§ **Your assignment**
Would you please state how many lines in the entries contain the word "heading"? Only the number should be given.

Stored items
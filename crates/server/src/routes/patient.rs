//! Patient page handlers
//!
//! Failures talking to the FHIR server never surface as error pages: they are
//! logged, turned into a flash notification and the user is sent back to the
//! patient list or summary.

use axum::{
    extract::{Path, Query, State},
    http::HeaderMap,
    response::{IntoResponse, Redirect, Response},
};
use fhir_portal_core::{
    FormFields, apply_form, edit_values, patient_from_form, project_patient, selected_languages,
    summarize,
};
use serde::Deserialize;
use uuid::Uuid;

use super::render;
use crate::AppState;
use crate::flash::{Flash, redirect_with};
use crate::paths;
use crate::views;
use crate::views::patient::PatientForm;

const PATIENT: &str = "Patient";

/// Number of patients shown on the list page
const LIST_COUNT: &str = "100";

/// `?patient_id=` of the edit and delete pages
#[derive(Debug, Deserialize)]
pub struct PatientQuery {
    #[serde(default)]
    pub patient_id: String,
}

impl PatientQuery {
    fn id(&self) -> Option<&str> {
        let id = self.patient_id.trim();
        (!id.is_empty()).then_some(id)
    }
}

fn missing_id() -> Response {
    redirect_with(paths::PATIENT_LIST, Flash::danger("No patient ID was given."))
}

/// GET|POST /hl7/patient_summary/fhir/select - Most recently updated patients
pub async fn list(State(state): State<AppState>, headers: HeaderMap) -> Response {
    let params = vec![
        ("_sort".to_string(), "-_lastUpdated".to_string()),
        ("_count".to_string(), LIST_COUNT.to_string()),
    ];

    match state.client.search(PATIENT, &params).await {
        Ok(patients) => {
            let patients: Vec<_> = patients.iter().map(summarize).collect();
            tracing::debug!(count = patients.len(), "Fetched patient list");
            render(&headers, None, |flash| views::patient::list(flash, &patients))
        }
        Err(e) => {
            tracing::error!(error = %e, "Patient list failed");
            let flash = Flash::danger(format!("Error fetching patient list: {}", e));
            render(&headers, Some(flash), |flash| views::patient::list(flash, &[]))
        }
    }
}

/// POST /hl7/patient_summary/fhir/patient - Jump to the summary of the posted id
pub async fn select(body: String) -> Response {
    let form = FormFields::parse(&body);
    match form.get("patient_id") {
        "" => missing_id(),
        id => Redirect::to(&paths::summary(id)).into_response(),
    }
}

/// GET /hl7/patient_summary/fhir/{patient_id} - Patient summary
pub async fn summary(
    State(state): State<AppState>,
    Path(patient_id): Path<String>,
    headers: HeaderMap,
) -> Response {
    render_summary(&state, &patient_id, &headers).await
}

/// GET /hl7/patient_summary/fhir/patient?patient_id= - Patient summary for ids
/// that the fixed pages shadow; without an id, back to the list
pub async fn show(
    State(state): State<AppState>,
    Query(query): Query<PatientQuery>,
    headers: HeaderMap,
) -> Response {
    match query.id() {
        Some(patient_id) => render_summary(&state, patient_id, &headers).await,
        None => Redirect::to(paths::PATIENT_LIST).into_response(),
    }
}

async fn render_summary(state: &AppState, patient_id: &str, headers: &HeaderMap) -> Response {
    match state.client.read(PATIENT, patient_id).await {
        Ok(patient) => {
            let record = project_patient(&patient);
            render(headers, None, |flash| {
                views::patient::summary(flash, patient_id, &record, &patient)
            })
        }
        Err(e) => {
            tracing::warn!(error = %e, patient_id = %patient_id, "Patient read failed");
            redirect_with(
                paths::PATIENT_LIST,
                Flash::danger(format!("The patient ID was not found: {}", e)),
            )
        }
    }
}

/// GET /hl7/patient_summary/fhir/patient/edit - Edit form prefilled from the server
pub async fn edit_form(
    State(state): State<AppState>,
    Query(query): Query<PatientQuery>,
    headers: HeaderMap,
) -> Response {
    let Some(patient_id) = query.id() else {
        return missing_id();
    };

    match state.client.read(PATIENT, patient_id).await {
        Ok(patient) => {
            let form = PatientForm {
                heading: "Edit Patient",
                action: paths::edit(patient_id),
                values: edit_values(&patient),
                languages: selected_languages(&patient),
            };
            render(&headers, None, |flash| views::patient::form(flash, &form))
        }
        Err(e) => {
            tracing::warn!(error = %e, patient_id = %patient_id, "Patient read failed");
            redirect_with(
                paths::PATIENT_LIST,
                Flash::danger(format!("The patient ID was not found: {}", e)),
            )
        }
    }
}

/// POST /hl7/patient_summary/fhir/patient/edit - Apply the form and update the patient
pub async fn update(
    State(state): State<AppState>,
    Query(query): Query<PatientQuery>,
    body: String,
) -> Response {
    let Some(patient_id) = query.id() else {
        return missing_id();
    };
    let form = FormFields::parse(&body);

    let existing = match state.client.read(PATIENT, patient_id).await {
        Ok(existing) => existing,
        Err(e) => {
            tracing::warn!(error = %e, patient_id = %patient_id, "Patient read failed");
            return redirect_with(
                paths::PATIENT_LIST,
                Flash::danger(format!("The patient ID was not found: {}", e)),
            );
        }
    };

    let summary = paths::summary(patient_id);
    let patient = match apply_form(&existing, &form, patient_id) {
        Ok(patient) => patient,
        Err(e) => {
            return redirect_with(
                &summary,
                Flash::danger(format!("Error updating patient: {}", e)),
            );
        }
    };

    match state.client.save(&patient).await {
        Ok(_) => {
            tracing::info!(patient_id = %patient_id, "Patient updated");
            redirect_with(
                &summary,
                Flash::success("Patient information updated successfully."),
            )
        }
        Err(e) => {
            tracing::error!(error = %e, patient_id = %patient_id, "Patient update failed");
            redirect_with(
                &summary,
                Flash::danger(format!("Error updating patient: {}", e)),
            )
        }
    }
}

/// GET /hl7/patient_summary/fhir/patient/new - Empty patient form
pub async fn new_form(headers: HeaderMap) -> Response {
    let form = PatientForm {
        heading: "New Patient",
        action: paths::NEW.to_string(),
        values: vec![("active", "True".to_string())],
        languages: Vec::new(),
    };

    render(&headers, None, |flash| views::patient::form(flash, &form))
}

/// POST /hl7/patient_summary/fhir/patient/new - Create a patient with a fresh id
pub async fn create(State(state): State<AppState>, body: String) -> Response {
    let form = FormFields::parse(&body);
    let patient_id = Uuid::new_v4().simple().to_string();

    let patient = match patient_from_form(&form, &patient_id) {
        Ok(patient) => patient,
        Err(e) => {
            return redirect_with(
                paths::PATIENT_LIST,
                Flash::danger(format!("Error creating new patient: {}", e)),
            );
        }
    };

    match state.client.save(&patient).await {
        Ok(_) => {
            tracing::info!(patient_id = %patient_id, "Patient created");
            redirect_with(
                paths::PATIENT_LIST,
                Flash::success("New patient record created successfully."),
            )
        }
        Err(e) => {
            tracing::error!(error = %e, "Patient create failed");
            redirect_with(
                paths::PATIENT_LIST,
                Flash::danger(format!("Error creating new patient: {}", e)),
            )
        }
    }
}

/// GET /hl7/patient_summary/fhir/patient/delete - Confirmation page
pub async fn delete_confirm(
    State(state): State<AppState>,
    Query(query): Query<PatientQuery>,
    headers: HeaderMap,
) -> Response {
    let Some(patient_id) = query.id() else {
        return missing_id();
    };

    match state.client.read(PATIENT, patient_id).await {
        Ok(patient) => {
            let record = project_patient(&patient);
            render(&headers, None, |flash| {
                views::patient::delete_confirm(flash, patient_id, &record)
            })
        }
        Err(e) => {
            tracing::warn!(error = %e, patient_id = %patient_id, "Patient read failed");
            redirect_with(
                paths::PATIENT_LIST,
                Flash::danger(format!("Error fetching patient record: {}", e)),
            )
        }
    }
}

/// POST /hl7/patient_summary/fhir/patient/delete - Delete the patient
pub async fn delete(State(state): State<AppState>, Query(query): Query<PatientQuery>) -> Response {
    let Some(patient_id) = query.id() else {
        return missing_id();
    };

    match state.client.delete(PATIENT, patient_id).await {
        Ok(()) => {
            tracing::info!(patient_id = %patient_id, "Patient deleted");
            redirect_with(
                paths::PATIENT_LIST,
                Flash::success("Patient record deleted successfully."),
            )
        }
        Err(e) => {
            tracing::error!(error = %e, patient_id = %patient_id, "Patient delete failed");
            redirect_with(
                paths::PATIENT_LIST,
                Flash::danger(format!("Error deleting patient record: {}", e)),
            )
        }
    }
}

...

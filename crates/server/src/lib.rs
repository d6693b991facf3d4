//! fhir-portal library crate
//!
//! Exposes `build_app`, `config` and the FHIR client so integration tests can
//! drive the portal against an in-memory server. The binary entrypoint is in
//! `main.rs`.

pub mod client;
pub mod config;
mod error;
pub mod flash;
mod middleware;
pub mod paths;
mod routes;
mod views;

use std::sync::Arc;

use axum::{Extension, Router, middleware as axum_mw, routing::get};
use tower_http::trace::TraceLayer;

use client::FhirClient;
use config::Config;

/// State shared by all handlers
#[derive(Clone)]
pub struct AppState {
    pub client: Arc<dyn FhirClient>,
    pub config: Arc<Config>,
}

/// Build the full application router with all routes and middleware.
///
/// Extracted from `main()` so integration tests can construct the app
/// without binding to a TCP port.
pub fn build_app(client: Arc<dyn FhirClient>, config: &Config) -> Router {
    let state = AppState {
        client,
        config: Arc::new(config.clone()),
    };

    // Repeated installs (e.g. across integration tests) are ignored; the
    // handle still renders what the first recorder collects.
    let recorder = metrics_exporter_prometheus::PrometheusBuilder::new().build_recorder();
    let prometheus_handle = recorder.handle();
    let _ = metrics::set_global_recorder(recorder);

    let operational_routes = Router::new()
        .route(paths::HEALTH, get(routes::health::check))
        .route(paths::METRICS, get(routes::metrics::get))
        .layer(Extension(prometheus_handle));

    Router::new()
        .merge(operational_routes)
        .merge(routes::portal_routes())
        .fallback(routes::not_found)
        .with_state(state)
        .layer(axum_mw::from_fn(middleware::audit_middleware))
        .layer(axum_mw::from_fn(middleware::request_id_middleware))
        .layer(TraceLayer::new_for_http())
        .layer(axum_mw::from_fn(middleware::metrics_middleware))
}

==

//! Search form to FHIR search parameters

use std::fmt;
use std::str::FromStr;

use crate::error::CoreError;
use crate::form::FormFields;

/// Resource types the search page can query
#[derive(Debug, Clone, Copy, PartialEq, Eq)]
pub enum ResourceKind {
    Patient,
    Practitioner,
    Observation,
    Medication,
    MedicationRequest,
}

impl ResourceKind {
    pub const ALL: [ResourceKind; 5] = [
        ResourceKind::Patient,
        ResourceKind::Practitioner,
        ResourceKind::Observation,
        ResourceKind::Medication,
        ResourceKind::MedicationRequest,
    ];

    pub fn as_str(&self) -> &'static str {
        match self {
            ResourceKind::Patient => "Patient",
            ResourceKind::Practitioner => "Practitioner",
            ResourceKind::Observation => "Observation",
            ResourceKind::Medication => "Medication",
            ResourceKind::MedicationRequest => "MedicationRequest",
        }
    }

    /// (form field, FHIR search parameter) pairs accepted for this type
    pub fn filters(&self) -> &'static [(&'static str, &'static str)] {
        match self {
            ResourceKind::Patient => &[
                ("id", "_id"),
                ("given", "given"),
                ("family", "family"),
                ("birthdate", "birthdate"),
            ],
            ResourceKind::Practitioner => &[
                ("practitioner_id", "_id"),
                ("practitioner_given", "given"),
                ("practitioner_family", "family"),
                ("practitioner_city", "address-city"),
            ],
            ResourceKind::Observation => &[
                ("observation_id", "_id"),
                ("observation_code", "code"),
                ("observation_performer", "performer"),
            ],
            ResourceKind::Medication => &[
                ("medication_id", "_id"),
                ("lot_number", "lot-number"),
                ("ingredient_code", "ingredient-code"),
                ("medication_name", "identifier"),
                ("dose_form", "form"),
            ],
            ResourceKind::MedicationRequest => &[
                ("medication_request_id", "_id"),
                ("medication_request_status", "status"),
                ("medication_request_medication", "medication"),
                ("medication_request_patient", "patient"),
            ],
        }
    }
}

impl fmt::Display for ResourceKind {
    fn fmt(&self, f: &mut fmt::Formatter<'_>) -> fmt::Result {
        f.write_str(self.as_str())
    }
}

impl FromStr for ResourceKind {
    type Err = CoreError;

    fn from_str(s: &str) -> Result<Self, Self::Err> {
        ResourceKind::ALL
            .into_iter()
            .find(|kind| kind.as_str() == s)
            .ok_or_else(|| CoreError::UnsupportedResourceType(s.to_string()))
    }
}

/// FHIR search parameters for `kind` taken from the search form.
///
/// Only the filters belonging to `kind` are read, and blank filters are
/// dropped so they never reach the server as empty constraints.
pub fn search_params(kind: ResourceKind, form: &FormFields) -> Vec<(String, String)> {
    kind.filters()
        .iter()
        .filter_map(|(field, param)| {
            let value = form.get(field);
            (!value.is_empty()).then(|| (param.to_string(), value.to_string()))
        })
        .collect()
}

§ **Output below**
2